[Information — start]
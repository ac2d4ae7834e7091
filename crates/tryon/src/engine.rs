use crate::frontend::Frontend;
use image::RgbImage;
use std::path::{Path, PathBuf};
use std::time::Duration;
use thiserror::Error;
use tokio::sync::mpsc;
use tokio::time::MissedTickBehavior;
use tryon_core::export::{self, ExportError};
use tryon_core::{
    AlignmentOutcome, DetectionResults, LandmarkDetector, OverlayObject, Renderer, Session, UiEvent,
    Viewport,
};
use tryon_hw::CaptureSource;

#[derive(Error, Debug)]
pub enum EngineError {
    #[error("frontend error: {0}")]
    Frontend(String),
    #[error("export error: {0}")]
    Export(#[from] ExportError),
    #[error("no frame captured yet")]
    NoFrame,
    #[error("engine loop exited")]
    ChannelClosed,
}

/// Messages sent from UI handlers and background loaders to the loop.
#[derive(Debug)]
pub enum EngineRequest {
    Ui(UiEvent),
    OverlayLoaded(OverlayObject),
}

/// Clone-safe handle to the engine loop.
#[derive(Clone)]
pub struct EngineHandle {
    tx: mpsc::UnboundedSender<EngineRequest>,
}

impl EngineHandle {
    pub fn send_ui(&self, event: UiEvent) -> Result<(), EngineError> {
        self.tx
            .send(EngineRequest::Ui(event))
            .map_err(|_| EngineError::ChannelClosed)
    }

    pub fn overlay_loaded(&self, overlay: OverlayObject) -> Result<(), EngineError> {
        self.tx
            .send(EngineRequest::OverlayLoaded(overlay))
            .map_err(|_| EngineError::ChannelClosed)
    }
}

/// The detection/render loop.
///
/// Owns the session; UI events and loaded assets arrive through
/// [`EngineHandle`] or the frontend and are applied between cycles.
pub struct Engine<C, D, R, F> {
    source: C,
    detector: D,
    renderer: R,
    frontend: F,
    session: Session,
    requests: mpsc::UnboundedReceiver<EngineRequest>,
    screenshot_dir: PathBuf,
    frame_interval: Duration,
    viewport: Viewport,
    last_frame: Option<RgbImage>,
}

impl<C, D, R, F> Engine<C, D, R, F>
where
    C: CaptureSource,
    D: LandmarkDetector,
    R: Renderer,
    F: Frontend,
{
    pub fn new(
        source: C,
        detector: D,
        mut renderer: R,
        frontend: F,
        screenshot_dir: &Path,
        target_fps: u32,
    ) -> (Self, EngineHandle) {
        let viewport = frontend.viewport();
        renderer.resize(viewport.width, viewport.height);
        let (tx, requests) = mpsc::unbounded_channel();
        let engine = Self {
            source,
            detector,
            renderer,
            frontend,
            session: Session::new(viewport),
            requests,
            screenshot_dir: screenshot_dir.to_path_buf(),
            frame_interval: Duration::from_secs_f64(1.0 / f64::from(target_fps.max(1))),
            viewport,
            last_frame: None,
        };
        (engine, EngineHandle { tx })
    }

    pub fn session(&self) -> &Session {
        &self.session
    }

    #[cfg(test)]
    pub fn frontend(&self) -> &F {
        &self.frontend
    }

    /// Run cycles until the frontend closes.
    pub async fn run(&mut self) -> Result<(), EngineError> {
        let mut ticker = tokio::time::interval(self.frame_interval);
        ticker.set_missed_tick_behavior(MissedTickBehavior::Skip);

        tracing::info!(
            width = self.viewport.width,
            height = self.viewport.height,
            interval_ms = self.frame_interval.as_millis() as u64,
            "engine loop started"
        );
        let mut cycles: u64 = 0;
        while self.frontend.is_open() {
            ticker.tick().await;
            self.cycle().await?;
            cycles += 1;
        }
        tracing::info!(cycles, "engine loop exiting");
        Ok(())
    }

    /// One detection cycle: capture, detect, align, render, present, then apply input.
    ///
    /// The scene is rendered every cycle. Without a new frame the previous one
    /// is presented again, if there is one.
    pub async fn cycle(&mut self) -> Result<AlignmentOutcome, EngineError> {
        self.drain_requests();
        self.sync_viewport();

        let outcome = match self.source.current_frame() {
            Some(frame) => {
                let results = match self.detector.process(&frame.image).await {
                    Ok(results) => results,
                    Err(e) => {
                        tracing::warn!(seq = frame.sequence, error = %e, "landmark detection failed");
                        DetectionResults::empty()
                    }
                };
                let outcome = self.session.apply_detection(&results);
                log_outcome(frame.sequence, outcome);
                self.last_frame = Some(frame.image);
                outcome
            }
            None => {
                tracing::trace!("no frame available");
                AlignmentOutcome::NoFrame
            }
        };

        self.renderer.render(&self.session.scene);
        if let Some(video) = self.last_frame.as_ref() {
            self.frontend.present(video, self.renderer.surface())?;
        }

        self.apply_input();
        Ok(outcome)
    }

    /// Compose the last presented frame with the overlay surface and save it.
    pub fn screenshot(&self) -> Result<PathBuf, EngineError> {
        let video = self.last_frame.as_ref().ok_or(EngineError::NoFrame)?;
        Ok(export::save_screenshot(video, self.renderer.surface(), &self.screenshot_dir)?)
    }

    fn drain_requests(&mut self) {
        while let Ok(request) = self.requests.try_recv() {
            match request {
                EngineRequest::Ui(event) => self.dispatch(event),
                EngineRequest::OverlayLoaded(overlay) => self.session.set_overlay(overlay),
            }
        }
    }

    fn apply_input(&mut self) {
        for event in self.frontend.poll_input() {
            self.dispatch(event);
        }
    }

    fn dispatch(&mut self, event: UiEvent) {
        match event {
            UiEvent::Screenshot => {
                if let Err(e) = self.screenshot() {
                    tracing::warn!(error = %e, "screenshot failed");
                }
            }
            other => self.session.handle(&other, self.viewport),
        }
    }

    fn sync_viewport(&mut self) {
        let viewport = self.frontend.viewport();
        if viewport == self.viewport || viewport.width == 0 || viewport.height == 0 {
            return;
        }
        tracing::debug!(width = viewport.width, height = viewport.height, "viewport resized");
        self.renderer.resize(viewport.width, viewport.height);
        self.session.scene.camera.aspect = viewport.width as f32 / viewport.height as f32;
        self.viewport = viewport;
    }
}

fn log_outcome(seq: u32, outcome: AlignmentOutcome) {
    match outcome {
        AlignmentOutcome::Updated => tracing::trace!(seq, "overlay aligned"),
        AlignmentOutcome::InsufficientLandmarks(count) => {
            tracing::debug!(seq, count, "too few landmarks, overlay unchanged")
        }
        AlignmentOutcome::NoFace | AlignmentOutcome::OverlayNotLoaded | AlignmentOutcome::NoFrame => {
            tracing::trace!(seq, ?outcome, "overlay unchanged")
        }
    }
}

/// Load the overlay asset in the background and hand it to the loop.
///
/// A failed load only logs; the loop keeps running without an overlay.
pub fn spawn_asset_load(path: PathBuf, handle: EngineHandle) -> tokio::task::JoinHandle<()> {
    tokio::spawn(async move {
        let display = path.display().to_string();
        let loaded = tokio::task::spawn_blocking(move || tryon_core::loader::load_mesh(&path)).await;
        match loaded {
            Ok(Ok(mesh)) => {
                if handle.overlay_loaded(OverlayObject::new(mesh)).is_err() {
                    tracing::debug!(path = %display, "engine gone before overlay arrived");
                }
            }
            Ok(Err(e)) => tracing::warn!(path = %display, error = %e, "overlay asset failed to load"),
            Err(e) => tracing::warn!(path = %display, error = %e, "overlay load task failed"),
        }
    })
}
[Information — finish]
#### [Exercise directions]
Quote the data above from the line containing "let results = match" to the line containing "log_outcome(frame.sequence, outcome);", inclusive, and stop.

#### [Worked solution]
                let results = match self.detector.process(&frame.image).await {
                    Ok(results) => results,
                    Err(e) => {
                        tracing::warn!(seq = frame.sequence, error = %e, "landmark detection failed");
                        DetectionResults::empty()
                    }
                };
                let outcome = self.session.apply_detection(&results);
                log_outcome(frame.sequence, outcome);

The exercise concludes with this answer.